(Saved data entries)
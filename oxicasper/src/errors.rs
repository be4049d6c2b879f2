use std::error::Error;
use std::fmt;

/// An error type indicating an invalid experiment setup.
/// These are detected once, before any training starts,
/// and are never retried.
#[derive(Debug, Clone, PartialEq)]
pub enum ConfigError {
    /// The DNA layout's fields do not add up to the DNA length.
    LayoutWidthMismatch { layout: usize, dna: usize },
    /// A hyperparameter field has no bits.
    EmptyField(&'static str),
    /// A hyperparameter field has more bits than can be decoded.
    FieldTooWide(&'static str, usize),
    /// A hyperparameter field's interval is empty or not finite.
    InvalidRange(&'static str),
    /// Cross-validation needs at least two folds.
    TooFewFolds(usize),
    /// The sample table cannot be split into equal folds.
    RowCountNotDivisible { rows: usize, folds: usize },
    /// The sample table has no rows.
    EmptyTable,
    /// A sample's widths differ from the table's.
    SampleWidth {
        index: usize,
        features: usize,
        targets: usize,
    },
    /// A feature mask's width differs from the table's feature count.
    MaskWidth { mask: usize, features: usize },
    /// The codebook's code width differs from the table's target count.
    CodebookWidth { codebook: usize, targets: usize },
    /// A codebook needs at least two classes.
    TooFewClasses(usize),
    /// A class index lies outside the codebook.
    UnknownClass { class: usize, classes: usize },
}

impl fmt::Display for ConfigError {
    fn fmt(&self, f: &mut fmt::Formatter<'_>) -> fmt::Result {
        match self {
            Self::LayoutWidthMismatch { layout, dna } => write!(
                f,
                "DNA layout spans {} bits but the DNA is {} bits long",
                layout, dna
            ),
            Self::EmptyField(name) => write!(f, "DNA field `{}` has zero width", name),
            Self::FieldTooWide(name, width) => write!(
                f,
                "DNA field `{}` is {} bits wide, at most 32 are supported",
                name, width
            ),
            Self::InvalidRange(name) => write!(f, "invalid interval for `{}`", name),
            Self::TooFewFolds(folds) => write!(
                f,
                "cross-validation needs at least 2 folds, {} requested",
                folds
            ),
            Self::RowCountNotDivisible { rows, folds } => write!(
                f,
                "{} rows cannot be split into {} equal folds",
                rows, folds
            ),
            Self::EmptyTable => write!(f, "sample table is empty"),
            Self::SampleWidth {
                index,
                features,
                targets,
            } => write!(
                f,
                "sample {} has {} features and {} targets, which does not match the table",
                index, features, targets
            ),
            Self::MaskWidth { mask, features } => write!(
                f,
                "feature mask has {} entries for {} features",
                mask, features
            ),
            Self::CodebookWidth { codebook, targets } => write!(
                f,
                "codebook codes are {} wide but samples have {} targets",
                codebook, targets
            ),
            Self::TooFewClasses(classes) => write!(
                f,
                "a codebook needs at least 2 classes, {} requested",
                classes
            ),
            Self::UnknownClass { class, classes } => write!(
                f,
                "class {} is outside a codebook of {} classes",
                class, classes
            ),
        }
    }
}

impl Error for ConfigError {}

[What is needed]: Each entry needs to be copied out exactly as written.

[Problem solution]:
filename oxicasper/src/errors.rs
repository be4049d6c2b879f2
use std::error::Error;
use std::fmt;

/// An error type indicating an invalid experiment setup.
/// These are detected once, before any training starts,
/// and are never retried.
#[derive(Debug, Clone, PartialEq)]
pub enum ConfigError {
    /// The DNA layout's fields do not add up to the DNA length.
    LayoutWidthMismatch { layout: usize, dna: usize },
    /// A hyperparameter field has no bits.
    EmptyField(&'static str),
    /// A hyperparameter field has more bits than can be decoded.
    FieldTooWide(&'static str, usize),
    /// A hyperparameter field's interval is empty or not finite.
    InvalidRange(&'static str),
    /// Cross-validation needs at least two folds.
    TooFewFolds(usize),
    /// The sample table cannot be split into equal folds.
    RowCountNotDivisible { rows: usize, folds: usize },
    /// The sample table has no rows.
    EmptyTable,
    /// A sample's widths differ from the table's.
    SampleWidth {
        index: usize,
        features: usize,
        targets: usize,
    },
    /// A feature mask's width differs from the table's feature count.
    MaskWidth { mask: usize, features: usize },
    /// The codebook's code width differs from the table's target count.
    CodebookWidth { codebook: usize, targets: usize },
    /// A codebook needs at least two classes.
    TooFewClasses(usize),
    /// A class index lies outside the codebook.
    UnknownClass { class: usize, classes: usize },
}

impl fmt::Display for ConfigError {
    fn fmt(&self, f: &mut fmt::Formatter<'_>) -> fmt::Result {
        match self {
            Self::LayoutWidthMismatch { layout, dna } => write!(
                f,
                "DNA layout spans {} bits but the DNA is {} bits long",
                layout, dna
            ),
            Self::EmptyField(name) => write!(f, "DNA field `{}` has zero width", name),
            Self::FieldTooWide(name, width) => write!(
                f,
                "DNA field `{}` is {} bits wide, at most 32 are supported",
                name, width
            ),
            Self::InvalidRange(name) => write!(f, "invalid interval for `{}`", name),
            Self::TooFewFolds(folds) => write!(
                f,
                "cross-validation needs at least 2 folds, {} requested",
                folds
            ),
            Self::RowCountNotDivisible { rows, folds } => write!(
                f,
                "{} rows cannot be split into {} equal folds",
                rows, folds
            ),
            Self::EmptyTable => write!(f, "sample table is empty"),
            Self::SampleWidth {
                index,
                features,
                targets,
            } => write!(
                f,
                "sample {} has {} features and {} targets, which does not match the table",
                index, features, targets
            ),
            Self::MaskWidth { mask, features } => write!(
                f,
                "feature mask has {} entries for {} features",
                mask, features
            ),
            Self::CodebookWidth { codebook, targets } => write!(
                f,
                "codebook codes are {} wide but samples have {} targets",
                codebook, targets
            ),
            Self::TooFewClasses(classes) => write!(
                f,
                "a codebook needs at least 2 classes, {} requested",
                classes
            ),
            Self::UnknownClass { class, classes } => write!(
                f,
                "class {} is outside a codebook of {} classes",
                class, classes
            ),
        }
    }
}

impl Error for ConfigError {}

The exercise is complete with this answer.